# This one is for the hubby



## makeitsew2750 (Jan 23, 2011)

I finished a felted hat for myself not long ago and my husband was very impressed and made the statement he would like to have a felted wool cowboy hat so that put me on a ,mission to find a pattern. I finally found one and then let him decide what color he wanted it to be. This is what I made for him along with an Inkle loom woven band. He is thrilled with how it turned out and has had a lot of compliments on it.
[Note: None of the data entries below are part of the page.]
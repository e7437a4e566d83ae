use std::time::Duration;

use sqlx::postgres::PgPoolOptions;
use sqlx::{Pool, Postgres};

use crate::config::DatabaseConfig;
use crate::error::Result;

pub type DbPool = Pool<Postgres>;

/// Establish a Postgres connection pool. The pipeline issues one statement at
/// a time, so a small pool is plenty.
pub async fn connect(config: &DatabaseConfig) -> Result<DbPool> {
    connect_url(&config.url()).await
}

pub async fn connect_url(database_url: &str) -> Result<DbPool> {
    let pool = PgPoolOptions::new()
        .max_connections(5)
        .acquire_timeout(Duration::from_secs(10))
        .connect(database_url)
        .await?;
    Ok(pool)
}

/// Run database migrations embedded at compile-time. Creates the `staging`
/// and `warehouse` schemas and every table the loaders touch.
pub async fn run_migrations(pool: &DbPool) -> Result<()> {
    sqlx::migrate!("./migrations").run(pool).await?;
    Ok(())
}
use crate::models::{Task, TaskResult};
use std::collections::HashMap;
use std::sync::Arc;
use tokio::sync::Mutex;
use tracing::{debug, info};

/// Bounded in-memory storage for tasks and their results. Evicts the oldest
/// entry (insertion order, not priority) once a cap is hit rather than
/// growing without bound — sessions are not persisted across restarts
/// (explicit non-goal), so this only needs to survive the process lifetime.
#[derive(Clone)]
pub struct TaskStore {
    tasks: Arc<Mutex<HashMap<String, Task>>>,
    task_order: Arc<Mutex<Vec<String>>>,
    results: Arc<Mutex<HashMap<String, TaskResult>>>,
    result_order: Arc<Mutex<Vec<String>>>,
    max_tasks: usize,
    max_results: usize,
}

impl TaskStore {
    pub fn new(max_tasks: usize, max_results: usize) -> Self {
        Self {
            tasks: Arc::new(Mutex::new(HashMap::new())),
            task_order: Arc::new(Mutex::new(Vec::new())),
            results: Arc::new(Mutex::new(HashMap::new())),
            result_order: Arc::new(Mutex::new(Vec::new())),
            max_tasks,
            max_results,
        }
    }

    pub async fn put_task(&self, task: Task) {
        let mut tasks = self.tasks.lock().await;
        let mut order = self.task_order.lock().await;
        if !tasks.contains_key(&task.id) {
            if tasks.len() >= self.max_tasks {
                if let Some(oldest) = order.first().cloned() {
                    order.remove(0);
                    tasks.remove(&oldest);
                    debug!(task_id = oldest, "evicted oldest task to respect retention cap");
                }
            }
            order.push(task.id.clone());
        }
        tasks.insert(task.id.clone(), task);
    }

    pub async fn get_task(&self, task_id: &str) -> Option<Task> {
        self.tasks.lock().await.get(task_id).cloned()
    }

    pub async fn put_result(&self, result: TaskResult) {
        let mut results = self.results.lock().await;
        let mut order = self.result_order.lock().await;
        if !results.contains_key(&result.task_id) {
            if results.len() >= self.max_results {
                if let Some(oldest) = order.first().cloned() {
                    order.remove(0);
                    results.remove(&oldest);
                    info!(task_id = oldest, "evicted oldest result to respect retention cap");
                }
            }
            order.push(result.task_id.clone());
        }
        results.insert(result.task_id.clone(), result);
    }

    pub async fn get_result(&self, task_id: &str) -> Option<TaskResult> {
        self.results.lock().await.get(task_id).cloned()
    }

    pub async fn task_count(&self) -> usize {
        self.tasks.lock().await.len()
    }

    pub async fn result_count(&self) -> usize {
        self.results.lock().await.len()
    }
}
use crate::error::{OrchestratorError, Result};
use chrono::{DateTime, Utc};
use serde::{Deserialize, Serialize};
use std::collections::HashMap;
use uuid::Uuid;

#[derive(Debug, Clone, Copy, Serialize, Deserialize, PartialEq, Eq)]
#[serde(rename_all = "snake_case")]
pub enum TaskStatus {
    Pending,
    Running,
    Completed,
    Failed,
    Cancelled,
}

impl TaskStatus {
    /// Spec section 4.5: `pending -> running -> {completed|failed}`;
    /// `pending -> cancelled` direct. No other transitions.
    pub fn can_transition_to(self, next: TaskStatus) -> bool {
        use TaskStatus::*;
        matches!(
            (self, next),
            (Pending, Running)
                | (Pending, Cancelled)
                | (Running, Completed)
                | (Running, Failed)
                | (Running, Cancelled)
        )
    }
}

#[derive(Debug, Clone, Serialize, Deserialize)]
pub struct Task {
    pub id: String,
    pub intent_id: String,
    pub agent_id: String,
    pub action: String,
    #[serde(default)]
    pub parameters: HashMap<String, serde_json::Value>,
    pub status: TaskStatus,
    pub priority: i32,
    pub created_at: DateTime<Utc>,
    #[serde(default)]
    pub dependencies: Vec<String>,
}

impl Task {
    pub fn new(
        intent_id: impl Into<String>,
        agent_id: impl Into<String>,
        action: impl Into<String>,
        parameters: HashMap<String, serde_json::Value>,
        priority: i32,
    ) -> Self {
        Self {
            id: Uuid::new_v4().to_string(),
            intent_id: intent_id.into(),
            agent_id: agent_id.into(),
            action: action.into(),
            parameters,
            status: TaskStatus::Pending,
            priority,
            created_at: Utc::now(),
            dependencies: Vec::new(),
        }
    }

    pub fn transition(&mut self, next: TaskStatus) -> Result<()> {
        if !self.status.can_transition_to(next) {
            return Err(OrchestratorError::Fatal(format!(
                "task {} cannot transition {:?} -> {:?}",
                self.id, self.status, next
            )));
        }
        self.status = next;
        Ok(())
    }
}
I think I will be entering it in our local county fair.


----------



## omahelen (Jan 3, 2013)

Wow that is so good, no wonder he is pleased with it.

Well done


----------



## maureenb (Apr 1, 2011)

Great job..have him model it..


----------



## marilyngf (Nov 5, 2011)

great job well done


----------



## jadancey (May 13, 2011)

Wow, that is really great.


----------



## onegrannygoose (May 13, 2011)

that is super. Job well done


----------



## ChristmasTree (Nov 28, 2011)

Great job. A winner for sure.


----------



## kiffer (Jun 3, 2011)

Beautiful job...


----------



## Sarah Chana (Apr 15, 2014)

A 5 Star Job!


----------



## Montana Gramma (Dec 19, 2012)

Stupendous!


----------



## janneygirl (Jul 6, 2011)

Really a great hat! I think you should enter it in the Fair, too. Can see why he was impressed.


----------



## momm (Jul 14, 2013)

It is beautiful. Love it.


----------



## Howdi95 (Apr 17, 2011)

That is fantastic. Would never have thought it was "home made". (I don't mean that as an insult, it just looks so "shop bought", what with the band and all.)


----------



## Sewalaskan (Sep 7, 2013)

Beautiful!! great job


----------



## BarbaraBL (Nov 27, 2013)

Definitely a winner! You did a wonderful job!


----------



## pinsandneedles (Jan 31, 2012)

Awsome!!!!Stetson has nothing on you. Yeah, lets see it modeled.


----------



## Kathie (Mar 29, 2011)

Wow. That is impressive. Beautiful job.


----------



## Jill2 (Sep 30, 2011)

Beautiful!
What pattern did you end up using?
I recently purchased one on Ravelry but was a bit overwhelmed by the pages & pages of instructions.


----------



## makeitsew2750 (Jan 23, 2011)

This is the pattern I ended up using http://www.ravelry.com/patterns/library/wild-wooly-and-western-cowboy-hat there were a few things I had to learn how to do like how to do twining which I had no idea what it was and because I used worsted weight yarn doubled it was a little fidgety but I got it done. For the most part a pretty easy and straight forward pattern and I want to do another one in a different color and maybe using a different wood yarn. I also shaved all the fuzz off of the hat after it was felted to make it look smoother. This was knit with Lion Brand Fisherman's Wool and used a little over the one skein.


----------



## Rosette (Oct 7, 2011)

Amazing! Gold star for you.


----------



## barcar (Jun 16, 2011)

You did a great job! You should enter it in the fair.


----------



## Jill2 (Sep 30, 2011)

Yep...that's the same pattern I bought....gonna pull it out and have another look.
Hope you won't mind if I drop you a PM if I run into a snag...&#128521;


----------



## mama879 (Jan 27, 2011)

A blue ribbon for shore. You did a great job on it. Go tex..


----------



## makeitsew2750 (Jan 23, 2011)

I'd be happy to help you any way I can with the pattern. Thank you everyone for all the nice compliments on the hat. It was a real labor of love because I know when my husband asks for me to knit him something, he really does want it.


----------



## mombr4 (Apr 21, 2011)

great hat, can see why he is pleased, Will probably win if you enter it in the fair.


----------



## crafterwantabe (Feb 26, 2013)

That is great!!!!


----------



## Jill2 (Sep 30, 2011)

makeitsew2750 said:


> I'd be happy to help you any way I can with the pattern. Thank you everyone for all the nice compliments on the hat. It was a real labor of love because I know when my husband asks for me to knit him something, he really does want it.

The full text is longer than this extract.